Новый путь не в отметании пронаркотической культурной классики, а в максимально достоверном воспроизведении ПКП и формирующих его механизмов. Подобно тому, как в психоанализе осознание причин появления того или иного комплекса является отчасти уже и преодолением комплекса, так и достоверный анализ ПКП уже частично разрушает учение о естественности, нормальности алкоголизированного состояния.
Творческий анализ ПКП означает новые аспекты в развитии гедонизма. Подобно тому, как мы получаем самостоятельное эстетическое удовольствие от культуроведческих трудов Лотмана, Бахтина, Гулыги (А. Перрюшо, А.Моруа, И. Стоуна), не за горами формирование способности получать удовольствие от сознательного странствия в мире пронаркотических построений. Уже сейчас в общении и публицистике российскими трезвенниками многократно обыгрывается параллельное движение по первоисточнику и по более наркотизированному произведению, созданному по его мотивам (см: трилогию А. Линдгрен о Малыше и Карлсоне и советский мультфильм, где домыслена сцена курения отца за обеденным столом). Другим вариантом такого гедонизма могло бы стать адекватное прочтение нетрезвеннических шедевров, воспевающих полноценную эйфорию без химических веществ.
Николай Гумилев. В библиотеке.
О пожелтевшие листы
В стенах вечерних библиотек,
Когда раздумья так чисты,
А пыль пьянее, чем наркотик!
Символом конечного результата в интересующей нас сфере мог бы стать античный храм. Глядя на его колонны, мы не воображаем себе осклизлого от крови жертвенника, не чувствуем вони паленой шкуры и внутренностей жертвенных животных, но ощущаем трепет от прикосновения к колыбели европейской культуры.

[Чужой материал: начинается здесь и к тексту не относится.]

fn handle_delete(state: &mut AppState, req: &Request) -> serde_json::Value {
    let Some(conn) = state.db.as_ref() else {
        return err(&req.id, "no_workspace", "select a workspace first", None);
    };

    let quiz_id = match req.params.get("quizId").and_then(|v| v.as_str()) {
        Some(v) => v.to_string(),
        None => return err(&req.id, "bad_params", "missing quizId", None),
    };
    if !quiz_exists(conn, &quiz_id) {
        return err(&req.id, "not_found", "quiz not found", None);
    }

    let tx = match conn.unchecked_transaction() {
        Ok(t) => t,
        Err(e) => return err(&req.id, "db_tx_failed", e.to_string(), None),
    };

    // Explicitly delete in dependency order (no ON DELETE CASCADE):
    // answers under attempts, choices under questions, then the quiz row.
    let steps: [(&str, &str); 4] = [
        (
            "DELETE FROM quiz_answers
             WHERE attempt_id IN (SELECT id FROM quiz_attempts WHERE quiz_id = ?)",
            "quiz_answers",
        ),
        ("DELETE FROM quiz_attempts WHERE quiz_id = ?", "quiz_attempts"),
        (
            "DELETE FROM quiz_choices
             WHERE question_id IN (SELECT id FROM quiz_questions WHERE quiz_id = ?)",
            "quiz_choices",
        ),
        ("DELETE FROM quiz_questions WHERE quiz_id = ?", "quiz_questions"),
    ];
    for (sql, table) in steps {
        if let Err(e) = tx.execute(sql, [&quiz_id]) {
            let _ = tx.rollback();
            return err(
                &req.id,
                "db_delete_failed",
                e.to_string(),
                Some(json!({ "table": table })),
            );
        }
    }
    if let Err(e) = tx.execute("DELETE FROM quizzes WHERE id = ?", [&quiz_id]) {
        let _ = tx.rollback();
        return err(
            &req.id,
            "db_delete_failed",
            e.to_string(),
            Some(json!({ "table": "quizzes" })),
        );
    }
    if let Err(e) = tx.commit() {
        return err(&req.id, "db_commit_failed", e.to_string(), None);
    }

    ok(&req.id, json!({ "ok": true }))
}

Так и человечество будущего, читая стихи Пушкина и Хайама, глядя на картины Стена и Рембрандта, станет одухотворяться стремлением титанов к красоте и свободе, а их дифирамбам в адрес легальных и нелегальных наркотиков будет внимать с отеческой полуулыбкой, как мы сегодня воспринимаем добросовестное и искреннее выполнение людьми античности ритуалов в честь Марса, Юпитера и Меркурия.
Трезвость - это не что иное, как последовательно проведенный гедонизм, а по отношению к культуре она означает извечное стремление: взять из прошлого огонь, а не пепел. Итак, освобождение человечества возможно только на пути гедонизма. А гедонизм, полноценное эпикурейство полностью противоположны субкультуре российских «тошниловок». Это уже осознает общественное мнение Западной Европы, теперь данную простую истину предстоит постичь российской общественности.